Copy every line of the entries that has the string "extra" in it.

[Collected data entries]
Content starts
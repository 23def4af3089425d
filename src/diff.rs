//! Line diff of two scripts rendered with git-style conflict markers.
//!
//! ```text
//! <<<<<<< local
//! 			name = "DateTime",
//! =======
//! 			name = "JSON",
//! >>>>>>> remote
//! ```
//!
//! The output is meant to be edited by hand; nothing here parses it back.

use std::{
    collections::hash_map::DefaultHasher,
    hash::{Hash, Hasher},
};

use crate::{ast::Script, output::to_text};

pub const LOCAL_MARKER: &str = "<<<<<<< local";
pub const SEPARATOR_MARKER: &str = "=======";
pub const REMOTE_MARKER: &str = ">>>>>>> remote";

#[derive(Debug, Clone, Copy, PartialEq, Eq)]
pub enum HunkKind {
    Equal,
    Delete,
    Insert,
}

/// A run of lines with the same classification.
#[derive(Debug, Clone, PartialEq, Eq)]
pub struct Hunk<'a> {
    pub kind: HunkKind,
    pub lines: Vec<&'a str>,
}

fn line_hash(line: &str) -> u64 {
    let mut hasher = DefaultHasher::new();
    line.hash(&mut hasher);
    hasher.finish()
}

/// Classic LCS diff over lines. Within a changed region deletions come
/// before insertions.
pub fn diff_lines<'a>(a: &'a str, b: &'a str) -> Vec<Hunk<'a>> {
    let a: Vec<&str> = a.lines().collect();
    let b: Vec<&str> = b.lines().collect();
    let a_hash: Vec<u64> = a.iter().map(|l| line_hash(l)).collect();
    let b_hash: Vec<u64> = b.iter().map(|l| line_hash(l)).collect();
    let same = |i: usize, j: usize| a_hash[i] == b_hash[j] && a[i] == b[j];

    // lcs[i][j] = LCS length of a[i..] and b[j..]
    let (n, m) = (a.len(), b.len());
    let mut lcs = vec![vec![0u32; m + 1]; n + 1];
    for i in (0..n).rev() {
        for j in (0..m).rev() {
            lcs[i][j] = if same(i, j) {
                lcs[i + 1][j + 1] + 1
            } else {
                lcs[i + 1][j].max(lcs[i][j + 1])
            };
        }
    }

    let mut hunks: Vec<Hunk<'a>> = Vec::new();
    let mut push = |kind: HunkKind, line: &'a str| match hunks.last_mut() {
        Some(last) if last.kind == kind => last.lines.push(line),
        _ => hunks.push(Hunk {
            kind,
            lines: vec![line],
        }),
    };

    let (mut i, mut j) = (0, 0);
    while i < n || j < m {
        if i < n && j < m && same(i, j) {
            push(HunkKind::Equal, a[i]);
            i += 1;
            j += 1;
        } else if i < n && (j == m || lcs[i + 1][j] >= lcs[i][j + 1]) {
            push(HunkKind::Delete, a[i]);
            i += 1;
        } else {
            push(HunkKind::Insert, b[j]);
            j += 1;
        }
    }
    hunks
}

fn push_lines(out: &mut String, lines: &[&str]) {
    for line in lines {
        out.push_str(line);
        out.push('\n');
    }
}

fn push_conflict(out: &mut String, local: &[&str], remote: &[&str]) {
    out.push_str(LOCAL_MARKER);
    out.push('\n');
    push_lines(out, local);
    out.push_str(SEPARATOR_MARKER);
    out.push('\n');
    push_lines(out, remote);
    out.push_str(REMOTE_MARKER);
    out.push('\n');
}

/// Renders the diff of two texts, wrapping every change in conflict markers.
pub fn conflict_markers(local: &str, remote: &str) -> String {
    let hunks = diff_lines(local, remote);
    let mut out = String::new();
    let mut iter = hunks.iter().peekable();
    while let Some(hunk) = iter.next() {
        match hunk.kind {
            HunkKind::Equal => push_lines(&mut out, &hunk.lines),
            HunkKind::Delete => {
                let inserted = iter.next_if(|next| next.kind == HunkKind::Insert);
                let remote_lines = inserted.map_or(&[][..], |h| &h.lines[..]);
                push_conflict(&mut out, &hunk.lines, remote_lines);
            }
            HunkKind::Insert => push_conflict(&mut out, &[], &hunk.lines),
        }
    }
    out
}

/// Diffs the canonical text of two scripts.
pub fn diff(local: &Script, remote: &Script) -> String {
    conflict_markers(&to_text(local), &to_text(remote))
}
Content ends
Content starts
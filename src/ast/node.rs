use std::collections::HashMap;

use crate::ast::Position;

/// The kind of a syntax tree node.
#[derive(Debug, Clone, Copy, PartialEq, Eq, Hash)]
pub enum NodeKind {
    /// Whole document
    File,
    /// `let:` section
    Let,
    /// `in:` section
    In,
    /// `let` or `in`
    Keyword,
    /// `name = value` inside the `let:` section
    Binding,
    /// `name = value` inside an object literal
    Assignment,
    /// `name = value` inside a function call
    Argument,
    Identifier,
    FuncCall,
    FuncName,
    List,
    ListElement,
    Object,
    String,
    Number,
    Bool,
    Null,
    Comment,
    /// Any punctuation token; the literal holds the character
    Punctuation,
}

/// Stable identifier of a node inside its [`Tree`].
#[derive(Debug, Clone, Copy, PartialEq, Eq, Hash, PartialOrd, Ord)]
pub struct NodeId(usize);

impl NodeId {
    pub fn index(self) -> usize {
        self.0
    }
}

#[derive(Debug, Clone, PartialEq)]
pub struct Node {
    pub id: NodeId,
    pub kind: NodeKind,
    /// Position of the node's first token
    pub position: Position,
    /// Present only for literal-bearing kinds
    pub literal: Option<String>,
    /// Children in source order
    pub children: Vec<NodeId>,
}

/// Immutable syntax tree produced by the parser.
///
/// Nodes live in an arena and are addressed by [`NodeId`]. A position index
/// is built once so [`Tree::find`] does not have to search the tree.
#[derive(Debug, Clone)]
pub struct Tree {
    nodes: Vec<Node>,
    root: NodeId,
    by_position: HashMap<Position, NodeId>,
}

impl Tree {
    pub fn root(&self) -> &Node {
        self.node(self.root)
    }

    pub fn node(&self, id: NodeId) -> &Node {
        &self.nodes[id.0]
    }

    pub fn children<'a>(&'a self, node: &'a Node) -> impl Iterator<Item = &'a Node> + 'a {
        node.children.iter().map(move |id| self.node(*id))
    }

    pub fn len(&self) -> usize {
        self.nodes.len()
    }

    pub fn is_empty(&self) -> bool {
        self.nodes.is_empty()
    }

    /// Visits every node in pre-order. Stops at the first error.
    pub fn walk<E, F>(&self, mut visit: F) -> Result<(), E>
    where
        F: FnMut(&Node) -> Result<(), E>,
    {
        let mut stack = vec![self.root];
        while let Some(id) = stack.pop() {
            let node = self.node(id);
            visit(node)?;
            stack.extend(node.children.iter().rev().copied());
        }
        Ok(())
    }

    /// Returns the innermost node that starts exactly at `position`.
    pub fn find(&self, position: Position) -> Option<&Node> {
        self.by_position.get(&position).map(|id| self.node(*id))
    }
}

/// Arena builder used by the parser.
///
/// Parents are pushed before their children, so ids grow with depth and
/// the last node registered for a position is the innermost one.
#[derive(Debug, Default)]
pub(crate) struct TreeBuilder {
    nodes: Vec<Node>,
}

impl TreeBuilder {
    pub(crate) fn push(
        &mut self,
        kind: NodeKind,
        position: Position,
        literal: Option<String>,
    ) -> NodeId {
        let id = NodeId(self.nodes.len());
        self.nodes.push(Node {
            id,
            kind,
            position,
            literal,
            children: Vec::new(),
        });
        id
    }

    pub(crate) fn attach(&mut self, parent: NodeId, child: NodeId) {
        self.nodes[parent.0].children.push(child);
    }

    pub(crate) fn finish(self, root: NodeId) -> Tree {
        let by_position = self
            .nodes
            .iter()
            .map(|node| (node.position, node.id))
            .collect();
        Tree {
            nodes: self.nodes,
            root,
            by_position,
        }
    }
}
Content ends
Content starts
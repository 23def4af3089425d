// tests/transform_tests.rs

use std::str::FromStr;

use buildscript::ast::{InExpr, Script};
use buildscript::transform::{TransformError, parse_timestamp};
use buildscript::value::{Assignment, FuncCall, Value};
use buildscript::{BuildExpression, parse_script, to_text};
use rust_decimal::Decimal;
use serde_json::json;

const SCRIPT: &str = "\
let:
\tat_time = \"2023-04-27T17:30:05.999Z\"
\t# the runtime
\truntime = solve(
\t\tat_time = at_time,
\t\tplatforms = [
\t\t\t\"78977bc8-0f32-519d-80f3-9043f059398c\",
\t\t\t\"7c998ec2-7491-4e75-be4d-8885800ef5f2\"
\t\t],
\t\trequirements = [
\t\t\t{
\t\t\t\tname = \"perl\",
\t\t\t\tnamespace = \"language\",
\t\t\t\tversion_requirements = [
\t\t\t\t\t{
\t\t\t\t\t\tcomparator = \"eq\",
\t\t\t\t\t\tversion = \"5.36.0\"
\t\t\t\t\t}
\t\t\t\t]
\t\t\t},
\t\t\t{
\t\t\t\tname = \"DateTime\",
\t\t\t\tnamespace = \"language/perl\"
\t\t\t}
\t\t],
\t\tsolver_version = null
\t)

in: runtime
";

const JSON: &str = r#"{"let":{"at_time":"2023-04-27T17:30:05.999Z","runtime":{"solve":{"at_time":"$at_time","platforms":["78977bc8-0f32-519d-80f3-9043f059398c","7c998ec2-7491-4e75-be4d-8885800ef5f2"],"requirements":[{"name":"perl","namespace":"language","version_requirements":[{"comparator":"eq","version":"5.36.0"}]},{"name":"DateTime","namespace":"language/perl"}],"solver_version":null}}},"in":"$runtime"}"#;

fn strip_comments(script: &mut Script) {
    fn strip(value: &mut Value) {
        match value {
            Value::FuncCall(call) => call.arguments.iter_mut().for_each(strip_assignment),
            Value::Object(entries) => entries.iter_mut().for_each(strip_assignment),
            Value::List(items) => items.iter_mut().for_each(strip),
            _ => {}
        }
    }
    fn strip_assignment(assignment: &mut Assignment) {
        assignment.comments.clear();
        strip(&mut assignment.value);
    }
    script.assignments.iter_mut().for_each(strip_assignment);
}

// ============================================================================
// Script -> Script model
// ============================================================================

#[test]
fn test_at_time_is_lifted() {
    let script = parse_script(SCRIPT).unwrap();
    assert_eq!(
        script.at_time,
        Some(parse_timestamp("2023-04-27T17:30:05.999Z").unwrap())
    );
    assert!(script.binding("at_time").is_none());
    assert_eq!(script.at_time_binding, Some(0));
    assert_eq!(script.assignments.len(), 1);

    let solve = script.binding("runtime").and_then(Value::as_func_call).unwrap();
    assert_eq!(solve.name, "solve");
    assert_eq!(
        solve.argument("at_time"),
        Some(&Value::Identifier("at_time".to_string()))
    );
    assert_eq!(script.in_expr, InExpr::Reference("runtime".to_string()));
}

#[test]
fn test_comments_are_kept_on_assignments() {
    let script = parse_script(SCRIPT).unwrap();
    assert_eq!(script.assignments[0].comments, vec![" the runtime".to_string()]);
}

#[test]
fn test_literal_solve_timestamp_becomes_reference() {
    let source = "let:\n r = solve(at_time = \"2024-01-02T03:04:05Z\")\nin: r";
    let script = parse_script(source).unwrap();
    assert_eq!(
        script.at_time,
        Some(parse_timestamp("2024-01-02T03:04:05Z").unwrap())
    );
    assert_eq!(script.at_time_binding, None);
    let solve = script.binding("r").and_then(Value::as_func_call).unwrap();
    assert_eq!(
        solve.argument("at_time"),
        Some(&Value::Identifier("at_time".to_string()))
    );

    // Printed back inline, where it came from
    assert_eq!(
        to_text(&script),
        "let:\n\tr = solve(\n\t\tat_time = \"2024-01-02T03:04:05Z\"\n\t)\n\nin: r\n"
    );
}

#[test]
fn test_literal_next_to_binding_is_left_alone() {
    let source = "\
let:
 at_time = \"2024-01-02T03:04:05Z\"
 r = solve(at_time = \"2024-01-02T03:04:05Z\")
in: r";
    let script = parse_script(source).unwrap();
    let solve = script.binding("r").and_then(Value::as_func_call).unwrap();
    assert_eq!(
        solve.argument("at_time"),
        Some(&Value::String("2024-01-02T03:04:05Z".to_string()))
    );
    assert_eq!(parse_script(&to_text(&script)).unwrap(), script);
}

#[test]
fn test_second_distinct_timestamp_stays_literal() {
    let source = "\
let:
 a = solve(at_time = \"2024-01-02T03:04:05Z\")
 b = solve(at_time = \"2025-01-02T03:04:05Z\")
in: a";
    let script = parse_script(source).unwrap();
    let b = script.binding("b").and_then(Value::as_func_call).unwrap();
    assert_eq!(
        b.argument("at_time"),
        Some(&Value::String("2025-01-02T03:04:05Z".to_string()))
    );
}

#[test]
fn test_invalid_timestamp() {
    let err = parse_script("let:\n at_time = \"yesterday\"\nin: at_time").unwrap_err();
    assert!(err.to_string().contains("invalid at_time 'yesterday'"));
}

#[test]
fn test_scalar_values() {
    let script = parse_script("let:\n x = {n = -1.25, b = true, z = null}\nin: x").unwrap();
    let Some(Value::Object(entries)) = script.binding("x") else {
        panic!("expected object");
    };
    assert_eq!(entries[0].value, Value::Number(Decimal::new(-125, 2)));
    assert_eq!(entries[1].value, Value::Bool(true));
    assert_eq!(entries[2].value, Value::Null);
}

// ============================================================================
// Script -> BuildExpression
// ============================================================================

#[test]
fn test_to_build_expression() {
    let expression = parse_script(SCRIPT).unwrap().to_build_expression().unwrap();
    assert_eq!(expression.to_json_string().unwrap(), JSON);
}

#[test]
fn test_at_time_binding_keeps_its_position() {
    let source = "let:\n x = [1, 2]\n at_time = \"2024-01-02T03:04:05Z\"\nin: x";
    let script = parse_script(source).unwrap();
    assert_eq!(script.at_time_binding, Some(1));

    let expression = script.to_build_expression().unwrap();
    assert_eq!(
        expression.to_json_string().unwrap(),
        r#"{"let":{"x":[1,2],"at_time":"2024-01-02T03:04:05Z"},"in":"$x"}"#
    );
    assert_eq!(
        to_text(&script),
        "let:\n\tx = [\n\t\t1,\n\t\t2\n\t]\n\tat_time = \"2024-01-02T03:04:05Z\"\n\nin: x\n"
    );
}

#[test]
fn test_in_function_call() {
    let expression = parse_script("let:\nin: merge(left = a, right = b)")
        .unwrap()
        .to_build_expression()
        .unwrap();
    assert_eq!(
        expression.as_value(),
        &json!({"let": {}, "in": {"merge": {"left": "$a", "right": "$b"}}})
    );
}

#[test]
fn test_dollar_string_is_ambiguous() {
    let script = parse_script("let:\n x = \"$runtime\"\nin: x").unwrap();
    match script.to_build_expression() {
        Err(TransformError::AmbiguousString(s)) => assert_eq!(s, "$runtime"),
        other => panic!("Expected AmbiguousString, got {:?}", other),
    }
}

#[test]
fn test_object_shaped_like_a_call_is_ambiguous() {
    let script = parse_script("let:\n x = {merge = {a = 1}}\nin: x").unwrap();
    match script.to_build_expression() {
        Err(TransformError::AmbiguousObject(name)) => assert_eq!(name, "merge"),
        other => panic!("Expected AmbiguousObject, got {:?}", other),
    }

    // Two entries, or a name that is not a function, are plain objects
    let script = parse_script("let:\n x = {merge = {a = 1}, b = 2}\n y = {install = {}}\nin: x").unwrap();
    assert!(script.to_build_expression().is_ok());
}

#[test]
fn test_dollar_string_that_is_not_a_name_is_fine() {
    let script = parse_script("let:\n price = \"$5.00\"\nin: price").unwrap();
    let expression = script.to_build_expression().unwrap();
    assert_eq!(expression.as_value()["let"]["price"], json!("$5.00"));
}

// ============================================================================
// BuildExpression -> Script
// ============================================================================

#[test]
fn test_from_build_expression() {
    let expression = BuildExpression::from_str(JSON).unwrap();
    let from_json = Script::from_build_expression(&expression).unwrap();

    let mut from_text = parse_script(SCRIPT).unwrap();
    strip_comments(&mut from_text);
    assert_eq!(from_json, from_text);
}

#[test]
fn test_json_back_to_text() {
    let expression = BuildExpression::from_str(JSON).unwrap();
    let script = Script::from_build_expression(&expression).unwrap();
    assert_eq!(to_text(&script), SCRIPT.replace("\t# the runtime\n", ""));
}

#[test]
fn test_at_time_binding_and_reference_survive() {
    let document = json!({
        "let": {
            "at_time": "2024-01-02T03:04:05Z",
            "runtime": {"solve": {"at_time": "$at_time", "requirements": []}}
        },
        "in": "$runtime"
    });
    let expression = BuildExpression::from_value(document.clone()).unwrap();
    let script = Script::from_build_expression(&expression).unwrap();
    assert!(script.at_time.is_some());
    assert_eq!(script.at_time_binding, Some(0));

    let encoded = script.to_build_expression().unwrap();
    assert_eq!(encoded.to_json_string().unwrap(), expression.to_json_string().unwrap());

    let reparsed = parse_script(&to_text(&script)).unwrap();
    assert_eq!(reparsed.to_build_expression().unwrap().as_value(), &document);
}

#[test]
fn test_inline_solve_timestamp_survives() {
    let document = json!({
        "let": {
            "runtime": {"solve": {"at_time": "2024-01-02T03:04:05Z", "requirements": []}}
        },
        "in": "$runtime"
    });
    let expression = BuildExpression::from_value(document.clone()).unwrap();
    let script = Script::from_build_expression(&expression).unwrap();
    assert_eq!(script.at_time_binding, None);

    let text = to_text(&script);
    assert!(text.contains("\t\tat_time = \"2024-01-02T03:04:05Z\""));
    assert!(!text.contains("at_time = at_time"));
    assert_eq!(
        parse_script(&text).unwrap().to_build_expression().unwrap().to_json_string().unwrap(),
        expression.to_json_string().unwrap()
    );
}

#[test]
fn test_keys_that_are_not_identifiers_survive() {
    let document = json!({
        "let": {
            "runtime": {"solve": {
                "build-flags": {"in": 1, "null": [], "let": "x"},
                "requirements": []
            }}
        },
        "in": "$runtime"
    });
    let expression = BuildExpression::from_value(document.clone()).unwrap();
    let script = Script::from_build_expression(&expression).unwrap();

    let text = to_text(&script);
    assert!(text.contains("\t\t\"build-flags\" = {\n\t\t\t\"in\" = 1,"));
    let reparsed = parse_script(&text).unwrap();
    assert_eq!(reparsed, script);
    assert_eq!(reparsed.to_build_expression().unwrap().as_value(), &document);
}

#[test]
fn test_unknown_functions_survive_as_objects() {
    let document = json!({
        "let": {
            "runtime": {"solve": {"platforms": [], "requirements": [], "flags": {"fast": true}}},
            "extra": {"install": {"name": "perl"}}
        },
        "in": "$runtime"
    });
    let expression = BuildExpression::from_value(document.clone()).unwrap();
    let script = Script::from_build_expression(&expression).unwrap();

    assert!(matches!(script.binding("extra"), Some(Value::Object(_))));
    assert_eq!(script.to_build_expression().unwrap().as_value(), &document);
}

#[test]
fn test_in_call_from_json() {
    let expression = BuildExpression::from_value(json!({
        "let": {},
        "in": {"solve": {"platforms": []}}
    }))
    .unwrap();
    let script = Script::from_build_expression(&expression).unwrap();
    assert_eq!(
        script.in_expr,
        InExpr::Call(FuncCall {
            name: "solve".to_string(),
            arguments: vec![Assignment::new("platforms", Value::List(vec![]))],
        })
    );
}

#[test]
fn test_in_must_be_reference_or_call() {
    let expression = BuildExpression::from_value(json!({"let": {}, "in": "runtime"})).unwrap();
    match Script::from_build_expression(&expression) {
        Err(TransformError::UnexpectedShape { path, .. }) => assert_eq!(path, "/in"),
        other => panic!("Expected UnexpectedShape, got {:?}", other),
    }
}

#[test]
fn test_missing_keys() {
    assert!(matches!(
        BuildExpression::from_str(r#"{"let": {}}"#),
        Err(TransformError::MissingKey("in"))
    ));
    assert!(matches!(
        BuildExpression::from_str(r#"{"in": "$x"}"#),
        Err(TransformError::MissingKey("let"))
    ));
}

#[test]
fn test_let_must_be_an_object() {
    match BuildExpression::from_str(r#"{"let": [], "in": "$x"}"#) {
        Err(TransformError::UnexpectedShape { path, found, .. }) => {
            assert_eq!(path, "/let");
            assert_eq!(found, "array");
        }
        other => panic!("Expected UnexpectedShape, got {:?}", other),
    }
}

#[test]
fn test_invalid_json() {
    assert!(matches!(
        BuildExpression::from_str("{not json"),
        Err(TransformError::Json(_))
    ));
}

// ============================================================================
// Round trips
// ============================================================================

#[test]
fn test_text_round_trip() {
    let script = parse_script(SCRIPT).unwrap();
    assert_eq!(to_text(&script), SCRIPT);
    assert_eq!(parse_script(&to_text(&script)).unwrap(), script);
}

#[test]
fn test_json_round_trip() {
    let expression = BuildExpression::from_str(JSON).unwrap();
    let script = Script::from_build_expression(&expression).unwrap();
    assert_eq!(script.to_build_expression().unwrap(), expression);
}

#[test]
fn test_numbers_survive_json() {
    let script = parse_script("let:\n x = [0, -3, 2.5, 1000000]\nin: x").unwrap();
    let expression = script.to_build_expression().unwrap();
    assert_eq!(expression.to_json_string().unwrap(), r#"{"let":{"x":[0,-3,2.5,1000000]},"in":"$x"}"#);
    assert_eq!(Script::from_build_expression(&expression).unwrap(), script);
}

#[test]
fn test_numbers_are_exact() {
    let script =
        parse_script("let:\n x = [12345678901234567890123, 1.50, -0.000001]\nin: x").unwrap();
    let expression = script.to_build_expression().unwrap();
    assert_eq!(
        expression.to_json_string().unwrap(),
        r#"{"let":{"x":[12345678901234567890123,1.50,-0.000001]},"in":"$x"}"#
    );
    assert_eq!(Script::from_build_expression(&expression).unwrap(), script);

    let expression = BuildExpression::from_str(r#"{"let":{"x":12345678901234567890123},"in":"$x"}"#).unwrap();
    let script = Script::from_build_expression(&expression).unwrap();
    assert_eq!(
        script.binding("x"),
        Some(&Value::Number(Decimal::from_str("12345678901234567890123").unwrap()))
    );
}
Content ends
## [Result below]
            "extra": {"install": {"name": "perl"}}
    assert!(matches!(script.binding("extra"), Some(Value::Object(_))));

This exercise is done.